Make an exact transcription of the data below.

Stored data:
==============================
#[derive(Debug, Clone)]
pub struct Position {
    pub id: i64,
    pub uuid_id: String,
    pub user_id: i64,
    pub strategy_id: Option<i64>,
    pub candidate_id: Option<i64>,
    pub chain: String,
    pub token_mint: String,
    pub token_symbol: Option<String>,
    pub entry_execution_id: Option<i64>,
    pub entry_tx_sig: Option<String>,
    pub entry_cost_lamports: u64,
    pub entry_price: f64,
    pub size_tokens: u64,
    pub current_price: Option<f64>,
    pub peak_price: f64,
    pub tp_price: f64,
    pub sl_price: f64,
    pub trail_activation_price: Option<f64>,
    pub trail_distance_percent: Option<f64>,
    pub moon_bag_percent: f64,
    pub max_hold_minutes: u32,
    pub bonding_curve: Option<String>,
    pub entry_mc_lamports: Option<u64>,
    pub lifecycle_state: LifecycleState,
    pub status: PositionStatus,
    pub trigger_state: TriggerState,
    pub exit_trigger: Option<ExitTrigger>,
    pub trigger_price: Option<f64>,
    pub opened_at: String,
}

#[derive(Debug, Clone)]
pub struct NotificationRow {
    pub id: i64,
    pub user_id: i64,
    pub kind: String,
    pub payload: serde_json::Value,
    pub status: String,
    pub attempts: u32,
    pub max_attempts: u32,
    pub worker_id: Option<String>,
    pub created_at: String,
}

#[derive(Debug, Clone)]
pub struct SafetyControls {
    pub trading_paused: bool,
    pub circuit_open_until: Option<String>,
}

#[derive(Debug, Clone)]
pub struct TradeMonitorRow {
    pub id: i64,
    pub user_id: i64,
    pub token_mint: String,
    pub chat_id: String,
    pub status: String,
    pub current_view: String,
    pub expires_at: String,
    pub refresh_count: u32,
}

// ============================================================================
// IDEMPOTENCY KEYS
// ============================================================================

/// Deterministic idempotency key for an auto-buy: one per
/// (user, strategy, mint, BUY) tuple, so re-running the candidate consumer
/// over the same candidate set cannot double-queue.
pub fn buy_idempotency_key(user_id: i64, strategy_id: i64, chain: &str, token_mint: &str) -> String {
    derive_key(&format!("buy:{user_id}:{strategy_id}:{chain}:{token_mint}"))
}

/// Deterministic idempotency key for a triggered exit.
pub fn exit_idempotency_key(
    chain: &str,
    token_mint: &str,
    position_uuid: &str,
    trigger: ExitTrigger,
    sell_percent: f64,
) -> String {
    derive_key(&format!(
        "exit:{chain}:{token_mint}:{position_uuid}:{}:{sell_percent:.2}",
        trigger.as_str()
    ))
}

/// Manual trades key on an explicit client nonce so a retried command with the
/// same nonce cannot double-execute.
pub fn manual_idempotency_key(user_id: i64, token_mint: &str, action: TradeAction, nonce: &str) -> String {
    derive_key(&format!("manual:{user_id}:{token_mint}:{}:{nonce}", action.as_str()))
}

fn derive_key(input: &str) -> String {
    let digest = Sha256::digest(input.as_bytes());
    hex::encode(&digest[..16])
}

#[cfg(test)]
mod tests {
    use super::*;

    #[test]
    fn idempotency_keys_are_deterministic() {
        let a = buy_idempotency_key(1, 2, "solana", "MintAAA");
        let b = buy_idempotency_key(1, 2, "solana", "MintAAA");
        assert_eq!(a, b);
        assert_ne!(a, buy_idempotency_key(1, 2, "solana", "MintBBB"));
    }

    #[test]
    fn exit_keys_distinguish_triggers() {
        let tp = exit_idempotency_key("solana", "M", "uuid", ExitTrigger::TakeProfit, 100.0);
        let sl = exit_idempotency_key("solana", "M", "uuid", ExitTrigger::StopLoss, 100.0);
        assert_ne!(tp, sl);
    }

    #[test]
    fn trigger_priorities_order_urgency() {
        assert!(ExitTrigger::Emergency.queue_priority() < ExitTrigger::StopLoss.queue_priority());
        assert!(ExitTrigger::StopLoss.queue_priority() < ExitTrigger::TakeProfit.queue_priority());
        assert!(ExitTrigger::TakeProfit.queue_priority() < ExitTrigger::Trailing.queue_priority());
        assert!(ExitTrigger::Trailing.queue_priority() < ExitTrigger::MaxHold.queue_priority());
    }

    #[test]
    fn execution_transitions_are_monotone() {
        use ExecutionStatus::*;
        assert!(Reserved.can_transition_to(Submitted));
        assert!(Submitted.can_transition_to(Confirmed));
        assert!(Submitted.can_transition_to(Failed));
        assert!(Reserved.can_transition_to(Failed));
        assert!(!Confirmed.can_transition_to(Failed));
        assert!(!Failed.can_transition_to(Submitted));
        assert!(!Confirmed.can_transition_to(Submitted));
    }

    #[test]
    fn timestamps_compare_lexicographically() {
        let early = fmt_ts(chrono::DateTime::parse_from_rfc3339("2026-01-01T00:00:00Z").unwrap().into());
        let late = fmt_ts(chrono::DateTime::parse_from_rfc3339("2026-01-01T00:00:01Z").unwrap().into());
        assert!(early < late);
        assert!(parse_ts(&early).is_some());
    }
}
==============================
» OUTPUT FOR THIS TASK
#[derive(Debug, Clone)]
pub struct Position {
    pub id: i64,
    pub uuid_id: String,
    pub user_id: i64,
    pub strategy_id: Option<i64>,
    pub candidate_id: Option<i64>,
    pub chain: String,
    pub token_mint: String,
    pub token_symbol: Option<String>,
    pub entry_execution_id: Option<i64>,
    pub entry_tx_sig: Option<String>,
    pub entry_cost_lamports: u64,
    pub entry_price: f64,
    pub size_tokens: u64,
    pub current_price: Option<f64>,
    pub peak_price: f64,
    pub tp_price: f64,
    pub sl_price: f64,
    pub trail_activation_price: Option<f64>,
    pub trail_distance_percent: Option<f64>,
    pub moon_bag_percent: f64,
    pub max_hold_minutes: u32,
    pub bonding_curve: Option<String>,
    pub entry_mc_lamports: Option<u64>,
    pub lifecycle_state: LifecycleState,
    pub status: PositionStatus,
    pub trigger_state: TriggerState,
    pub exit_trigger: Option<ExitTrigger>,
    pub trigger_price: Option<f64>,
    pub opened_at: String,
}

#[derive(Debug, Clone)]
pub struct NotificationRow {
    pub id: i64,
    pub user_id: i64,
    pub kind: String,
    pub payload: serde_json::Value,
    pub status: String,
    pub attempts: u32,
    pub max_attempts: u32,
    pub worker_id: Option<String>,
    pub created_at: String,
}

#[derive(Debug, Clone)]
pub struct SafetyControls {
    pub trading_paused: bool,
    pub circuit_open_until: Option<String>,
}

#[derive(Debug, Clone)]
pub struct TradeMonitorRow {
    pub id: i64,
    pub user_id: i64,
    pub token_mint: String,
    pub chat_id: String,
    pub status: String,
    pub current_view: String,
    pub expires_at: String,
    pub refresh_count: u32,
}

// ============================================================================
// IDEMPOTENCY KEYS
// ============================================================================

/// Deterministic idempotency key for an auto-buy: one per
/// (user, strategy, mint, BUY) tuple, so re-running the candidate consumer
/// over the same candidate set cannot double-queue.
pub fn buy_idempotency_key(user_id: i64, strategy_id: i64, chain: &str, token_mint: &str) -> String {
    derive_key(&format!("buy:{user_id}:{strategy_id}:{chain}:{token_mint}"))
}

/// Deterministic idempotency key for a triggered exit.
pub fn exit_idempotency_key(
    chain: &str,
    token_mint: &str,
    position_uuid: &str,
    trigger: ExitTrigger,
    sell_percent: f64,
) -> String {
    derive_key(&format!(
        "exit:{chain}:{token_mint}:{position_uuid}:{}:{sell_percent:.2}",
        trigger.as_str()
    ))
}

/// Manual trades key on an explicit client nonce so a retried command with the
/// same nonce cannot double-execute.
pub fn manual_idempotency_key(user_id: i64, token_mint: &str, action: TradeAction, nonce: &str) -> String {
    derive_key(&format!("manual:{user_id}:{token_mint}:{}:{nonce}", action.as_str()))
}

fn derive_key(input: &str) -> String {
    let digest = Sha256::digest(input.as_bytes());
    hex::encode(&digest[..16])
}

#[cfg(test)]
mod tests {
    use super::*;

    #[test]
    fn idempotency_keys_are_deterministic() {
        let a = buy_idempotency_key(1, 2, "solana", "MintAAA");
        let b = buy_idempotency_key(1, 2, "solana", "MintAAA");
        assert_eq!(a, b);
        assert_ne!(a, buy_idempotency_key(1, 2, "solana", "MintBBB"));
    }

    #[test]
    fn exit_keys_distinguish_triggers() {
        let tp = exit_idempotency_key("solana", "M", "uuid", ExitTrigger::TakeProfit, 100.0);
        let sl = exit_idempotency_key("solana", "M", "uuid", ExitTrigger::StopLoss, 100.0);
        assert_ne!(tp, sl);
    }

    #[test]
    fn trigger_priorities_order_urgency() {
        assert!(ExitTrigger::Emergency.queue_priority() < ExitTrigger::StopLoss.queue_priority());
        assert!(ExitTrigger::StopLoss.queue_priority() < ExitTrigger::TakeProfit.queue_priority());
        assert!(ExitTrigger::TakeProfit.queue_priority() < ExitTrigger::Trailing.queue_priority());
        assert!(ExitTrigger::Trailing.queue_priority() < ExitTrigger::MaxHold.queue_priority());
    }

    #[test]
    fn execution_transitions_are_monotone() {
        use ExecutionStatus::*;
        assert!(Reserved.can_transition_to(Submitted));
        assert!(Submitted.can_transition_to(Confirmed));
        assert!(Submitted.can_transition_to(Failed));
        assert!(Reserved.can_transition_to(Failed));
        assert!(!Confirmed.can_transition_to(Failed));
        assert!(!Failed.can_transition_to(Submitted));
        assert!(!Confirmed.can_transition_to(Submitted));
    }

    #[test]
    fn timestamps_compare_lexicographically() {
        let early = fmt_ts(chrono::DateTime::parse_from_rfc3339("2026-01-01T00:00:00Z").unwrap().into());
        let late = fmt_ts(chrono::DateTime::parse_from_rfc3339("2026-01-01T00:00:01Z").unwrap().into());
        assert!(early < late);
        assert!(parse_ts(&early).is_some());
    }
}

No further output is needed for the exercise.